第16章 危机

单绥之原本对崔令颜仅仅凭那一句问候就听出谢舒迟要找她这件事表示怀疑,但闹了半天,还是不情不愿地放她去了。

崔令颜站在树下,百无聊赖,垂眸细数着飘零的落叶。

一片,两片。

数到第五十八片时,一只朴素的布鞋轻轻踩在那片枯叶上,发出细微的脆响。

“久等了,崔施主。”谢舒迟唇边漾开温润的笑意,眼睑下淡淡青影,俊俏的脸在初秋的微光下,呈现出一种近乎透明的、不健康的苍白。

“好久不见,”崔令颜坦诚道,“方才在寺门前,我险些没能认出你来。”

崔令颜刚开始确实没认出他来。

谢舒迟原站在大殿门旁,那份迥异于众僧的清隽气让崔令颜第一眼便注意到了。起初只觉得有些眼熟,脑中却怎么也翻不出“谢舒迟”这个名字。
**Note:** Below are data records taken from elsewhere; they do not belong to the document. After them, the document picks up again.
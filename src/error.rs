//! Error types for the MLflow Operator
//!
//! Reconciliation checks never surface here; they become a unit status
//! (see [`crate::status::CheckFailed`]). These errors cover the operator
//! shell: talking to the API server and (de)serializing resources.

use thiserror::Error;

/// Result type alias using the operator's Error type
pub type Result<T> = std::result::Result<T, Error>;

/// Operator error types
#[derive(Error, Debug)]
pub enum Error {
    /// Kubernetes API error
    #[error("Kubernetes API error: {0}")]
    Kube(#[from] kube::Error),

    /// Configuration error
    #[error("Configuration error: {0}")]
    Config(String),

    /// Validation error
    #[error("Validation error: {0}")]
    Validation(String),

    /// Secret not found
    #[error("Secret not found: {0}")]
    SecretNotFound(String),

    /// Secret key not found
    #[error("Secret key '{key}' not found in secret '{secret}'")]
    SecretKeyNotFound { secret: String, key: String },

    /// Resource is missing a field the operator relies on
    #[error("Missing object key: {0}")]
    MissingObjectKey(&'static str),

    /// JSON serialization error
    #[error("Serialization error: {0}")]
    Serialization(#[from] serde_json::Error),

    /// YAML serialization error
    #[error("YAML error: {0}")]
    Yaml(#[from] serde_yaml::Error),
}

impl Error {
    /// Create a configuration error
    pub fn config(msg: impl Into<String>) -> Self {
        Error::Config(msg.into())
    }

    /// Create a validation error
    pub fn validation(msg: impl Into<String>) -> Self {
        Error::Validation(msg.into())
    }
}
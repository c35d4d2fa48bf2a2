//! S3 bucket name validation

use regex::Regex;

use crate::status::CheckFailed;

lazy_static::lazy_static! {
    /// Dot-separated labels of lowercase alphanumerics and hyphens, each
    /// label starting and ending with an alphanumeric
    static ref BUCKET_LABELS: Regex = Regex::new(
        r"^(?:(?:[a-z0-9]|[a-z0-9][a-z0-9\-]*[a-z0-9])\.)*(?:[a-z0-9]|[a-z0-9][a-z0-9\-]*[a-z0-9])$"
    ).unwrap();

    /// Names formatted like an IP address
    static ref DOTTED_NUMBERS: Regex = Regex::new(r"^(?:[0-9]+\.)+[0-9]+$").unwrap();
}

/// Validate a name against the S3 bucket naming rules
///
/// Returns the name unchanged when valid. An invalid name is a
/// configuration error, reported as blocked.
pub fn validate_s3_bucket_name(name: &str) -> Result<&str, CheckFailed> {
    let valid = (3..=63).contains(&name.len())
        && !DOTTED_NUMBERS.is_match(name)
        && BUCKET_LABELS.is_match(name);

    if valid {
        Ok(name)
    } else {
        Err(CheckFailed::blocked(format!(
            "Invalid value for config default_artifact_root '{}' - value must be a valid S3 bucket name",
            name
        )))
    }
}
幼年的谢舒迟脸色比面前这个更为惨淡,那时近乎是死灰色的苍白,薄薄的皮肤下,青蓝色的血管脉络清晰可见,整日缠绵病榻,周身萦绕着挥之不去的浓重汤药味,声音弱弱的,仿佛随时会消散在风里。

崔令颜每每寄宿谢家,就喜欢拿他当药人,想试试叔父教的那些半懂不懂的药理。

自然,最后都免不了叔父的一顿训斥,说累了便打发她去当谢舒迟的“树洞”,陪人解闷。

崔令颜又不喜欢说话,常常是搬个小杌子坐在床边,一坐便是一整天。反倒是谢舒迟这个病人,小嘴总是叽叽喳喳个不停,像是想把这辈子的天都聊完。

“我倒是一眼便认出施主你了,跟幼时一模一样,丝毫未变。”谢舒迟的笑意加深了些,眼眸温润,“只是……不曾想,再相见时,施主已为人妇了。”